*** Opening PROVIDED ENTRIES ***

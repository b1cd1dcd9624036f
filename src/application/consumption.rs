use chrono::{DateTime, NaiveDate, Utc};
use serde::Serialize;
use tracing::{debug, info};

use crate::domain::{
    Cents, ConsumptionEntry, ConsumptionId, ConsumptionRecord, ConsumptionUpdate, CustomerId,
    LedgerTransaction, PricingPolicy, TransactionKind, statement_order,
};
use crate::storage::{Repository, accounts, consumption};

use super::AppError;
use super::ledger::post_in;

/// Result of a consumption write: the record as stored (or as it was, for a
/// deletion), the ledger transaction written with it, and the balance after
/// the unit of work committed.
#[derive(Debug, Clone, Serialize)]
pub struct RecordOutcome {
    pub record: ConsumptionRecord,
    /// `None` when the write did not move the balance
    pub transaction: Option<LedgerTransaction>,
    pub balance: Cents,
}

/// A record on the daily sheet with its owner's name.
#[derive(Debug, Clone, Serialize)]
pub struct DailyEntry {
    pub customer_name: String,
    pub record: ConsumptionRecord,
}

/// Creates, updates and deletes consumption records, keeping the owner's
/// balance and ledger in lockstep with each change.
#[derive(Clone)]
pub struct ConsumptionRecorder {
    repo: Repository,
    pricing: PricingPolicy,
}

impl ConsumptionRecorder {
    pub fn new(repo: Repository, pricing: PricingPolicy) -> Self {
        Self { repo, pricing }
    }

    pub fn pricing(&self) -> &PricingPolicy {
        &self.pricing
    }

    /// Cost the entry, store it and charge the customer, all or nothing.
    pub async fn create(
        &self,
        entry: ConsumptionEntry,
        at: DateTime<Utc>,
    ) -> Result<RecordOutcome, AppError> {
        let cost = self.pricing.cost_of(&entry.selection)?;
        let customer_id = entry.customer_id;

        let mut tx = self.repo.begin().await?;
        let balance = accounts::lock_for_update(&mut tx, customer_id)
            .await?
            .ok_or(AppError::AccountNotFound(customer_id))?;

        let record = ConsumptionRecord::new(entry, cost, at);
        consumption::insert(&mut tx, &record).await?;

        // A zero-cost record leaves the balance alone, so it gets no ledger row.
        let transaction = match cost {
            0 => None,
            _ => Some(
                post_in(
                    &mut tx,
                    LedgerTransaction::new(customer_id, TransactionKind::DeliveryCharge, cost, at)
                        .with_consumption(Some(record.id)),
                )
                .await?,
            ),
        };
        tx.commit().await?;

        let outcome = outcome(record, transaction, balance);
        info!(
            customer_id = %customer_id,
            record_id = %outcome.record.id,
            cost,
            balance = outcome.balance,
            "consumption recorded"
        );
        Ok(outcome)
    }

    /// Replace the slot and selection of a record, recompute its cost and
    /// charge or refund the difference. An update that leaves the cost
    /// unchanged writes no ledger transaction.
    pub async fn update(
        &self,
        id: ConsumptionId,
        update: ConsumptionUpdate,
        at: DateTime<Utc>,
    ) -> Result<RecordOutcome, AppError> {
        let new_cost = self.pricing.cost_of(&update.selection)?;

        let mut tx = self.repo.begin().await?;
        let mut record = consumption::lock_for_update(&mut tx, id)
            .await?
            .ok_or(AppError::RecordNotFound(id))?;
        let customer_id = record.customer_id;

        let cost_diff = record.apply_update(update, new_cost);
        consumption::update(&mut tx, &record).await?;

        let transaction = match TransactionKind::for_cost_diff(cost_diff) {
            Some((kind, magnitude)) => Some(
                post_in(
                    &mut tx,
                    LedgerTransaction::new(customer_id, kind, magnitude, at)
                        .with_consumption(Some(record.id)),
                )
                .await?,
            ),
            None => None,
        };
        let balance = current_balance(&mut tx, customer_id).await?;
        tx.commit().await?;

        if transaction.is_none() {
            debug!(record_id = %id, "consumption updated without cost change");
        } else {
            info!(
                customer_id = %customer_id,
                record_id = %id,
                cost_diff,
                balance,
                "consumption updated"
            );
        }
        Ok(outcome(record, transaction, balance))
    }

    /// Delete a record and refund exactly its recorded cost.
    pub async fn delete(&self, id: ConsumptionId, at: DateTime<Utc>) -> Result<RecordOutcome, AppError> {
        let mut tx = self.repo.begin().await?;
        let record = consumption::delete(&mut tx, id)
            .await?
            .ok_or(AppError::RecordNotFound(id))?;
        let customer_id = record.customer_id;

        let transaction = match record.total_cost {
            0 => None,
            cost => Some(
                post_in(
                    &mut tx,
                    LedgerTransaction::new(customer_id, TransactionKind::Refund, cost, at)
                        .with_consumption(Some(record.id)),
                )
                .await?,
            ),
        };
        let balance = current_balance(&mut tx, customer_id).await?;
        tx.commit().await?;

        info!(
            customer_id = %customer_id,
            record_id = %id,
            refunded = record.total_cost,
            balance,
            "consumption deleted"
        );
        Ok(outcome(record, transaction, balance))
    }

    pub async fn get(&self, id: ConsumptionId) -> Result<ConsumptionRecord, AppError> {
        let mut conn = self.repo.acquire().await?;
        consumption::find(&mut conn, id)
            .await?
            .ok_or(AppError::RecordNotFound(id))
    }

    /// The day's sheet: customers by name, later slots first.
    pub async fn list_for_date(
        &self,
        date: NaiveDate,
        customer_id: Option<CustomerId>,
    ) -> Result<Vec<DailyEntry>, AppError> {
        let mut conn = self.repo.acquire().await?;
        let mut entries: Vec<DailyEntry> = consumption::list_for_date(&mut conn, date, customer_id)
            .await?
            .into_iter()
            .map(|(customer_name, record)| DailyEntry {
                customer_name,
                record,
            })
            .collect();

        entries.sort_by(|a, b| {
            a.customer_name
                .cmp(&b.customer_name)
                .then_with(|| statement_order(&a.record, &b.record))
        });
        Ok(entries)
    }

    pub async fn count_for_customer(&self, customer_id: CustomerId) -> Result<i64, AppError> {
        let mut conn = self.repo.acquire().await?;
        Ok(consumption::count_for_customer(&mut conn, customer_id).await?)
    }
}

async fn current_balance(
    conn: &mut sqlx::SqliteConnection,
    customer_id: CustomerId,
) -> Result<Cents, AppError> {
    accounts::lock_for_update(conn, customer_id)
        .await?
        .ok_or(AppError::AccountNotFound(customer_id))
}

fn outcome(
    record: ConsumptionRecord,
    transaction: Option<LedgerTransaction>,
    fallback_balance: Cents,
) -> RecordOutcome {
    let balance = transaction
        .as_ref()
        .and_then(|t| t.balance_after)
        .unwrap_or(fallback_balance);
    RecordOutcome {
        record,
        transaction,
        balance,
    }
}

*** Closing PROVIDED ENTRIES ***

§ EXERCISE
Give every record again, exactly as it appears.

§ TASK OUTPUT
repository b1cd1dcd9624036f
filename src/application/consumption.rs
use chrono::{DateTime, NaiveDate, Utc};
use serde::Serialize;
use tracing::{debug, info};

use crate::domain::{
    Cents, ConsumptionEntry, ConsumptionId, ConsumptionRecord, ConsumptionUpdate, CustomerId,
    LedgerTransaction, PricingPolicy, TransactionKind, statement_order,
};
use crate::storage::{Repository, accounts, consumption};

use super::AppError;
use super::ledger::post_in;

/// Result of a consumption write: the record as stored (or as it was, for a
/// deletion), the ledger transaction written with it, and the balance after
/// the unit of work committed.
#[derive(Debug, Clone, Serialize)]
pub struct RecordOutcome {
    pub record: ConsumptionRecord,
    /// `None` when the write did not move the balance
    pub transaction: Option<LedgerTransaction>,
    pub balance: Cents,
}

/// A record on the daily sheet with its owner's name.
#[derive(Debug, Clone, Serialize)]
pub struct DailyEntry {
    pub customer_name: String,
    pub record: ConsumptionRecord,
}

/// Creates, updates and deletes consumption records, keeping the owner's
/// balance and ledger in lockstep with each change.
#[derive(Clone)]
pub struct ConsumptionRecorder {
    repo: Repository,
    pricing: PricingPolicy,
}

impl ConsumptionRecorder {
    pub fn new(repo: Repository, pricing: PricingPolicy) -> Self {
        Self { repo, pricing }
    }

    pub fn pricing(&self) -> &PricingPolicy {
        &self.pricing
    }

    /// Cost the entry, store it and charge the customer, all or nothing.
    pub async fn create(
        &self,
        entry: ConsumptionEntry,
        at: DateTime<Utc>,
    ) -> Result<RecordOutcome, AppError> {
        let cost = self.pricing.cost_of(&entry.selection)?;
        let customer_id = entry.customer_id;

        let mut tx = self.repo.begin().await?;
        let balance = accounts::lock_for_update(&mut tx, customer_id)
            .await?
            .ok_or(AppError::AccountNotFound(customer_id))?;

        let record = ConsumptionRecord::new(entry, cost, at);
        consumption::insert(&mut tx, &record).await?;

        // A zero-cost record leaves the balance alone, so it gets no ledger row.
        let transaction = match cost {
            0 => None,
            _ => Some(
                post_in(
                    &mut tx,
                    LedgerTransaction::new(customer_id, TransactionKind::DeliveryCharge, cost, at)
                        .with_consumption(Some(record.id)),
                )
                .await?,
            ),
        };
        tx.commit().await?;

        let outcome = outcome(record, transaction, balance);
        info!(
            customer_id = %customer_id,
            record_id = %outcome.record.id,
            cost,
            balance = outcome.balance,
            "consumption recorded"
        );
        Ok(outcome)
    }

    /// Replace the slot and selection of a record, recompute its cost and
    /// charge or refund the difference. An update that leaves the cost
    /// unchanged writes no ledger transaction.
    pub async fn update(
        &self,
        id: ConsumptionId,
        update: ConsumptionUpdate,
        at: DateTime<Utc>,
    ) -> Result<RecordOutcome, AppError> {
        let new_cost = self.pricing.cost_of(&update.selection)?;

        let mut tx = self.repo.begin().await?;
        let mut record = consumption::lock_for_update(&mut tx, id)
            .await?
            .ok_or(AppError::RecordNotFound(id))?;
        let customer_id = record.customer_id;

        let cost_diff = record.apply_update(update, new_cost);
        consumption::update(&mut tx, &record).await?;

        let transaction = match TransactionKind::for_cost_diff(cost_diff) {
            Some((kind, magnitude)) => Some(
                post_in(
                    &mut tx,
                    LedgerTransaction::new(customer_id, kind, magnitude, at)
                        .with_consumption(Some(record.id)),
                )
                .await?,
            ),
            None => None,
        };
        let balance = current_balance(&mut tx, customer_id).await?;
        tx.commit().await?;

        if transaction.is_none() {
            debug!(record_id = %id, "consumption updated without cost change");
        } else {
            info!(
                customer_id = %customer_id,
                record_id = %id,
                cost_diff,
                balance,
                "consumption updated"
            );
        }
        Ok(outcome(record, transaction, balance))
    }

    /// Delete a record and refund exactly its recorded cost.
    pub async fn delete(&self, id: ConsumptionId, at: DateTime<Utc>) -> Result<RecordOutcome, AppError> {
        let mut tx = self.repo.begin().await?;
        let record = consumption::delete(&mut tx, id)
            .await?
            .ok_or(AppError::RecordNotFound(id))?;
        let customer_id = record.customer_id;

        let transaction = match record.total_cost {
            0 => None,
            cost => Some(
                post_in(
                    &mut tx,
                    LedgerTransaction::new(customer_id, TransactionKind::Refund, cost, at)
                        .with_consumption(Some(record.id)),
                )
                .await?,
            ),
        };
        let balance = current_balance(&mut tx, customer_id).await?;
        tx.commit().await?;

        info!(
            customer_id = %customer_id,
            record_id = %id,
            refunded = record.total_cost,
            balance,
            "consumption deleted"
        );
        Ok(outcome(record, transaction, balance))
    }

    pub async fn get(&self, id: ConsumptionId) -> Result<ConsumptionRecord, AppError> {
        let mut conn = self.repo.acquire().await?;
        consumption::find(&mut conn, id)
            .await?
            .ok_or(AppError::RecordNotFound(id))
    }

    /// The day's sheet: customers by name, later slots first.
    pub async fn list_for_date(
        &self,
        date: NaiveDate,
        customer_id: Option<CustomerId>,
    ) -> Result<Vec<DailyEntry>, AppError> {
        let mut conn = self.repo.acquire().await?;
        let mut entries: Vec<DailyEntry> = consumption::list_for_date(&mut conn, date, customer_id)
            .await?
            .into_iter()
            .map(|(customer_name, record)| DailyEntry {
                customer_name,
                record,
            })
            .collect();

        entries.sort_by(|a, b| {
            a.customer_name
                .cmp(&b.customer_name)
                .then_with(|| statement_order(&a.record, &b.record))
        });
        Ok(entries)
    }

    pub async fn count_for_customer(&self, customer_id: CustomerId) -> Result<i64, AppError> {
        let mut conn = self.repo.acquire().await?;
        Ok(consumption::count_for_customer(&mut conn, customer_id).await?)
    }
}

async fn current_balance(
    conn: &mut sqlx::SqliteConnection,
    customer_id: CustomerId,
) -> Result<Cents, AppError> {
    accounts::lock_for_update(conn, customer_id)
        .await?
        .ok_or(AppError::AccountNotFound(customer_id))
}

fn outcome(
    record: ConsumptionRecord,
    transaction: Option<LedgerTransaction>,
    fallback_balance: Cents,
) -> RecordOutcome {
    let balance = transaction
        .as_ref()
        .and_then(|t| t.balance_after)
        .unwrap_or(fallback_balance);
    RecordOutcome {
        record,
        transaction,
        balance,
    }
}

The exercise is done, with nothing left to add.